At his deposition, plaintiff stated that he did not know when the ice had accumulated on the sidewalk, but he believed that it was the type that “builds up” because he observed layers of ice in one of the photographs marked as an exhibit during the deposition. He also explained that the basis of his claim is that defendant did not attempt to keep the sidewalk free of ice prior to the accident, as he believed that there was no salt in the area when he fell, and the area has been

2 The parties did not dispute whether the sidewalk was part of defendant’s premises or a public sidewalk in the trial court.

-2- free of ice since the incident because defendant now salts the area regularly. Additionally, plaintiff acknowledged that he may refuse to deliver mail if he believes that it is unsafe to do so, and that it would have physically possible to cross the street and deliver mail to businesses located on the other side, but “things have to be delivered in a sequence to make sense.”

Nehme Jaafar, an employee of defendant, testified at his deposition that he was working at the carwash when plaintiff fell. In the half-hour before the incident, he was “drying [off the cars] and salting.” As Jaafar was drying a vehicle outside of the carwash, he observed plaintiff walking toward him on the sidewalk. Jaafar gestured and verbally indicated to the driver of the vehicle that plaintiff was approaching, and the driver came to a complete stop. Jaafar believed that the driver saw plaintiff because he looked at plaintiff, nodded at Jaafar, and gave a “thumbs up” gesture. Additionally, he “kn[e]w that [the driver] wasn’t moving” because he had not finished drying the car. Jaafar also indicated that he told plaintiff that he could cross the driveway. He explained that plaintiff started walking while the car was at a complete stop, but plaintiff “got nervous, started moving his foot fast [sic] and slipped.” Jaafar stated that plaintiff never crossed in front of the vehicle, and when plaintiff fell on the ground, he was still on the passenger side of the vehicle. Jaafar confirmed that the vehicle left the premises while plaintiff was still on the ground.

During his deposition, Jaafar also acknowledged that water from the carwash crosses the sidewalk and flows down the slope of the driveway into the street, but he testified that the water was not freezing immediately as it washed out of the carwash on the day of the incident because they “had salt, a lot of salt,” and they were “instructed to salt every half-hour or if needed.” He testified that they put salt “all over the property,” including the sidewalk.

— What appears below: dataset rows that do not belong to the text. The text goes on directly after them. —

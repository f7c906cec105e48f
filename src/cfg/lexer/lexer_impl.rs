//! Implementation of the cfg lexer
//!
//! A single forward cursor over the source bytes. Every step tries, in
//! priority order:
//!
//! 1. string continuation (a quoted run directly following a string)
//! 2. ignorable spans (whitespace, comments)
//! 3. the anchored token patterns (integer, identifier, string, punctuation)
//! 4. core variables (`$type` / `$type(name)`)
//! 5. operators, two-byte before one-byte
//! 6. preprocessor macros (`#!name`, `!!name`)
//!
//! and restarts from the top after any match. When nothing matches the scan
//! fails with [`LexError::IllegalCharacter`], unless illegal-character
//! recovery is enabled in [`LexerOptions`].

use std::ops::Range;

use tracing::{debug, trace};

use super::error::LexError;
use super::patterns::{
    IDENTIFIER, IGNORED, MACRO_PREFIXES, ONE_BYTE_OPERATORS, TOKEN_PATTERNS, TWO_BYTE_OPERATORS,
};
use super::sanitize::sanitize;
use super::tokens::{Literal, Token, TokenKind};
use crate::cfg::config::LexerOptions;

/// Token paired with the byte range it was read from
pub type SpannedToken = (Token, Range<usize>);

/// Bytes of input shown in an illegal-character error
const CONTEXT_LEN: usize = 20;

const SIGIL: u8 = b'$';
const QUOTE: u8 = b'"';

/// Cursor-based scanner over a byte buffer
pub struct Lexer<'src> {
    input: &'src [u8],
    pos: usize,
    /// Set after a string token; an opening quote is then read as a
    /// continuation of the same logical string
    in_string_continuation: bool,
    options: LexerOptions,
}

impl<'src> Lexer<'src> {
    pub fn new(input: &'src [u8]) -> Self {
        Self::with_options(input, LexerOptions::default())
    }

    pub fn with_options(input: &'src [u8], options: LexerOptions) -> Self {
        Self {
            input,
            pos: 0,
            in_string_continuation: false,
            options,
        }
    }

    fn rest(&self) -> &'src [u8] {
        &self.input[self.pos..]
    }

    fn current(&self) -> Option<u8> {
        self.input.get(self.pos).copied()
    }

    fn peek(&self) -> Option<u8> {
        self.input.get(self.pos + 1).copied()
    }

    /// Scan the whole input into raw (unsanitized) tokens
    pub fn scan(&mut self) -> Result<Vec<SpannedToken>, LexError> {
        let mut tokens = Vec::new();

        while self.pos < self.input.len() {
            if self.in_string_continuation && self.current() == Some(QUOTE) {
                tokens.push(self.read_continued_string());
                self.in_string_continuation = false;
                continue;
            }

            if self.skip_ignored() {
                continue;
            }

            let start = self.pos;
            let token = match self.read_pattern(start)? {
                Some(token) => token,
                None => match self.read_next_special(start)? {
                    Some(token) => token,
                    None => self.illegal_character(start)?,
                },
            };

            self.in_string_continuation = token.kind == TokenKind::String;
            trace!(kind = ?token.kind, literal = %token.literal, start, end = self.pos, "token");
            tokens.push((token, start..self.pos));
        }

        Ok(tokens)
    }

    /// Steps 4 to 6: core variables, operators, macros
    fn read_next_special(&mut self, start: usize) -> Result<Option<Token>, LexError> {
        if let Some(token) = self.read_core_variable(start)? {
            return Ok(Some(token));
        }
        if let Some(token) = self.read_operator() {
            return Ok(Some(token));
        }
        Ok(self.read_macro())
    }

    fn skip_ignored(&mut self) -> bool {
        let rest = self.rest();
        for re in IGNORED.iter() {
            if let Some(m) = re.find(rest) {
                if m.end() > 0 {
                    self.pos += m.end();
                    return true;
                }
            }
        }
        false
    }

    fn read_pattern(&mut self, start: usize) -> Result<Option<Token>, LexError> {
        let rest = self.rest();
        for pattern in TOKEN_PATTERNS.iter() {
            let Some(len) = pattern.match_len(rest) else {
                continue;
            };
            let matched = &rest[..len];
            let token = pattern
                .build(matched)
                .ok_or_else(|| LexError::IntegerOverflow {
                    literal: String::from_utf8_lossy(matched).into_owned(),
                    position: start,
                })?;
            self.pos += len;
            return Ok(Some(token));
        }
        Ok(None)
    }

    /// Reads from an opening quote to the next quote or to end of input
    fn read_continued_string(&mut self) -> SpannedToken {
        let start = self.pos;
        let body_start = start + 1;
        let body_end = self.input[body_start..]
            .iter()
            .position(|&b| b == QUOTE)
            .map(|offset| body_start + offset);

        let (body, end) = match body_end {
            Some(close) => (&self.input[body_start..close], close + 1),
            None => (&self.input[body_start..], self.input.len()),
        };
        self.pos = end;

        let token = Token::string(String::from_utf8_lossy(body).into_owned());
        trace!(literal = %token.literal, start, end, "continued string");
        (token, start..end)
    }

    fn read_identifier(&mut self) -> String {
        let len = IDENTIFIER.find(self.rest()).map_or(0, |m| m.end());
        let ident = String::from_utf8_lossy(&self.rest()[..len]).into_owned();
        self.pos += len;
        ident
    }

    /// `$` followed by a letter starts a core variable
    fn read_core_variable(&mut self, start: usize) -> Result<Option<Token>, LexError> {
        if self.current() != Some(SIGIL) || !self.peek().is_some_and(|b| b.is_ascii_alphabetic())
        {
            return Ok(None);
        }
        self.pos += 1;
        let var_type = self.read_identifier();

        let mut var_name = String::new();
        if self.current() == Some(b'(') {
            self.pos += 1;
            var_name = self.read_identifier();
            if self.current() != Some(b')') {
                return Err(LexError::UnterminatedCoreVariable { position: start });
            }
            self.pos += 1;
        }

        Ok(Some(Token::core_variable(var_type, var_name)))
    }

    fn read_operator(&mut self) -> Option<Token> {
        let rest = self.rest();

        if rest.len() >= 2 {
            let pair = [rest[0], rest[1]];
            // `!!` belongs to the macro reader
            if MACRO_PREFIXES.iter().any(|prefix| **prefix == pair) {
                return None;
            }
            if let Some((op, kind)) = TWO_BYTE_OPERATORS.iter().find(|(op, _)| **op == pair) {
                self.pos += 2;
                return Some(Token::text(*kind, String::from_utf8_lossy(*op)));
            }
        }

        let first = *rest.first()?;
        let (_, kind) = ONE_BYTE_OPERATORS.iter().find(|(op, _)| *op == first)?;
        self.pos += 1;
        Some(Token::text(*kind, char::from(first)))
    }

    fn read_macro(&mut self) -> Option<Token> {
        let rest = self.rest();
        if rest.len() < 2 || !MACRO_PREFIXES.iter().any(|prefix| rest.starts_with(*prefix)) {
            return None;
        }
        self.pos += 2;
        let name = self.read_identifier();
        Some(Token::text(TokenKind::Preproc, name))
    }

    fn illegal_character(&mut self, start: usize) -> Result<Token, LexError> {
        let byte = self.input[start];
        if self.options.recover_illegal_characters {
            debug!(byte, position = start, "illegal character, continuing");
            self.pos += 1;
            return Ok(Token::new(
                TokenKind::Illegal,
                Literal::Str(String::from_utf8_lossy(&[byte]).into_owned()),
            ));
        }

        let end = (start + CONTEXT_LEN).min(self.input.len());
        Err(LexError::IllegalCharacter {
            byte,
            position: start,
            context: String::from_utf8_lossy(&self.input[start..end]).into_owned(),
        })
    }
}

/// Tokenize a source buffer: scan, sanitize, append `EOF`
pub fn tokenize(source: impl AsRef<[u8]>) -> Result<Vec<Token>, LexError> {
    Ok(tokenize_with_spans(source)?
        .into_iter()
        .map(|(token, _)| token)
        .collect())
}

/// Tokenize a source buffer, keeping the byte range of every token
pub fn tokenize_with_spans(source: impl AsRef<[u8]>) -> Result<Vec<SpannedToken>, LexError> {
    tokenize_with_options(source, &LexerOptions::default())
}

pub fn tokenize_with_options(
    source: impl AsRef<[u8]>,
    options: &LexerOptions,
) -> Result<Vec<SpannedToken>, LexError> {
    let input = source.as_ref();
    let raw = Lexer::with_options(input, options.clone()).scan()?;
    let mut tokens = sanitize(raw);
    tokens.push((Token::eof(), input.len()..input.len()));
    debug!(tokens = tokens.len(), bytes = input.len(), "tokenized source");
    Ok(tokens)
}

#[cfg(test)]
mod tests {
    use super::*;

    fn kinds(source: &str) -> Vec<TokenKind> {
        tokenize(source)
            .expect("tokenize failed")
            .into_iter()
            .map(|t| t.kind)
            .collect()
    }

    #[test]
    fn test_simple_tokenization() {
        let tokens = tokenize("123 identifier \"hello\"").unwrap();
        assert_eq!(
            tokens,
            vec![
                Token::int(123),
                Token::ident("identifier"),
                Token::string("hello"),
                Token::eof(),
            ]
        );
    }

    #[test]
    fn test_empty_input() {
        assert_eq!(tokenize("").unwrap(), vec![Token::eof()]);
    }

    #[test]
    fn test_whitespace_only() {
        assert_eq!(tokenize("  \t\n  ").unwrap(), vec![Token::eof()]);
    }

    #[test]
    fn test_comments_are_skipped() {
        assert_eq!(kinds("// line\n123"), vec![TokenKind::Int, TokenKind::Eof]);
        assert_eq!(
            kinds("/* multi \n line */ 123"),
            vec![TokenKind::Int, TokenKind::Eof]
        );
        assert_eq!(
            kinds("# hash\n## also\n123"),
            vec![TokenKind::Int, TokenKind::Eof]
        );
    }

    #[test]
    fn test_hash_comment_does_not_swallow_next_line() {
        assert_eq!(kinds("#\nx"), vec![TokenKind::Ident, TokenKind::Eof]);
    }

    #[test]
    fn test_two_byte_operators_win() {
        let tokens = tokenize("x <= 0").unwrap();
        assert_eq!(tokens[1], Token::text(TokenKind::Le, "<="));
        assert_eq!(tokens.len(), 4);

        assert_eq!(
            kinds("== != >= && || ++ --"),
            vec![
                TokenKind::Eq,
                TokenKind::Ne,
                TokenKind::Ge,
                TokenKind::And,
                TokenKind::Or,
                TokenKind::Inc,
                TokenKind::Dec,
                TokenKind::Eof,
            ]
        );
    }

    #[test]
    fn test_one_byte_operators() {
        assert_eq!(
            kinds("= ! < > + - * / %"),
            vec![
                TokenKind::Assign,
                TokenKind::Not,
                TokenKind::Lt,
                TokenKind::Gt,
                TokenKind::Add,
                TokenKind::Sub,
                TokenKind::Mul,
                TokenKind::Div,
                TokenKind::Mod,
                TokenKind::Eof,
            ]
        );
    }

    #[test]
    fn test_core_variable() {
        let tokens = tokenize("$var(x) = 123;").unwrap();
        assert_eq!(tokens[0], Token::core_variable("var", "x"));
        assert_eq!(tokens[1], Token::text(TokenKind::Assign, "="));
    }

    #[test]
    fn test_core_variable_without_name() {
        let tokens = tokenize("$ru").unwrap();
        assert_eq!(tokens, vec![Token::core_variable("ru", ""), Token::eof()]);
    }

    #[test]
    fn test_unterminated_core_variable() {
        let err = tokenize("$var(x = 1").unwrap_err();
        assert_eq!(err, LexError::UnterminatedCoreVariable { position: 0 });
    }

    #[test]
    fn test_sigil_without_letter_is_illegal() {
        let err = tokenize("$1").unwrap_err();
        assert!(matches!(
            err,
            LexError::IllegalCharacter {
                byte: b'$',
                position: 0,
                ..
            }
        ));
    }

    #[test]
    fn test_macros() {
        assert_eq!(
            tokenize("#!KAMAILIO").unwrap(),
            vec![Token::text(TokenKind::Preproc, "KAMAILIO"), Token::eof()]
        );
        assert_eq!(
            tokenize("!!KAMAILIO").unwrap(),
            vec![Token::text(TokenKind::Preproc, "KAMAILIO"), Token::eof()]
        );
    }

    #[test]
    fn test_illegal_character() {
        let err = tokenize("x = @foo").unwrap_err();
        assert_eq!(
            err,
            LexError::IllegalCharacter {
                byte: b'@',
                position: 4,
                context: "@foo".to_string(),
            }
        );
    }

    #[test]
    fn test_illegal_character_recovery() {
        let options = LexerOptions {
            recover_illegal_characters: true,
        };
        let tokens = tokenize_with_options("x @ 1", &options).unwrap();
        let kinds: Vec<_> = tokens.iter().map(|(t, _)| t.kind).collect();
        assert_eq!(
            kinds,
            vec![
                TokenKind::Ident,
                TokenKind::Illegal,
                TokenKind::Int,
                TokenKind::Eof
            ]
        );
        assert_eq!(tokens[1].1, 2..3);
    }

    #[test]
    fn test_integer_overflow() {
        let err = tokenize("x = 99999999999999999999").unwrap_err();
        assert_eq!(
            err,
            LexError::IntegerOverflow {
                literal: "99999999999999999999".to_string(),
                position: 4,
            }
        );
    }

    #[test]
    fn test_spans() {
        let tokens = tokenize_with_spans("x = \"ab\";").unwrap();
        let spans: Vec<_> = tokens.iter().map(|(_, s)| s.clone()).collect();
        assert_eq!(spans, vec![0..1, 2..3, 4..8, 8..9, 9..9]);
    }

    #[test]
    fn test_unterminated_continuation_reads_to_end() {
        let tokens = tokenize("\"a\" \"bc").unwrap();
        assert_eq!(tokens, vec![Token::string("abc"), Token::eof()]);
    }

    #[test]
    fn test_continuation_ends_after_other_token() {
        // Only a quote directly following a string continues it
        let err = tokenize("\"a\" x \"bc").unwrap_err();
        assert!(matches!(
            err,
            LexError::IllegalCharacter { byte: b'"', .. }
        ));
    }

    #[test]
    fn test_non_utf8_input_in_comment() {
        let source: &[u8] = b"/* \xff\xfe */ 1";
        assert_eq!(
            tokenize(source).unwrap(),
            vec![Token::int(1), Token::eof()]
        );
    }
}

However, Jaafar testified that he did not remember whether there was ice directly in front of the carwash when plaintiff fell.

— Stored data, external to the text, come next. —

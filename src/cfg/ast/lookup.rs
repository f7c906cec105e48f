//! Offset-based node lookup, for hover and outline in an editor host

use super::node::NodeId;
use super::tree::Ast;

impl Ast {
    /// Nodes whose span contains `offset`, outermost first. Nodes without a
    /// span are walked through but not reported.
    pub fn nodes_at(&self, offset: usize) -> Vec<NodeId> {
        let mut found = Vec::new();
        let Some(mut current) = self.root_id() else {
            return found;
        };

        loop {
            if self.covers(current, offset) {
                found.push(current);
            }
            let next = self
                .get(current)
                .children()
                .find(|child| match &child.node().span {
                    Some(span) => span.contains(&offset),
                    None => child.child_count() > 0,
                });
            match next {
                Some(child) => current = child.id(),
                None => return found,
            }
        }
    }

    fn covers(&self, id: NodeId, offset: usize) -> bool {
        self.node(id)
            .span
            .as_ref()
            .is_some_and(|span| span.contains(&offset))
    }

    /// One line per node at `offset`: kind, role and scalar
    pub fn format_at_offset(&self, offset: usize) -> String {
        let nodes = self.nodes_at(offset);
        if nodes.is_empty() {
            return "No AST nodes at this position".to_string();
        }
        nodes
            .into_iter()
            .map(|id| {
                let node = self.node(id);
                let mut line = format!("- {}", node.kind);
                if let Some(role) = &node.role {
                    line.push_str(&format!(" [{}]", role));
                }
                if let Some(value) = node.scalar_value() {
                    line.push_str(&format!(": {}", value));
                }
                line
            })
            .collect::<Vec<_>>()
            .join("\n")
    }
}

On February 4, 2013, plaintiff filed a complaint against defendant in which plaintiff raised a negligence claim and a nuisance claim. As to the negligence claim, plaintiff alleged that (1) defendant owed a duty to plaintiff to clear or remedy hazards of ice and snow on defendant’s premises; (2) defendant breached this duty by failing to clear the accumulation of ice or snow on the premises and failing to prevent the unnatural accumulation of ice that was known to develop due to the operation of defendant’s business in subfreezing temperatures; (3) defendant’s negligent acts or omissions were the legal and proximate cause of plaintiff’s injuries; and (4) plaintiff suffered significant injuries due to defendant’s negligence.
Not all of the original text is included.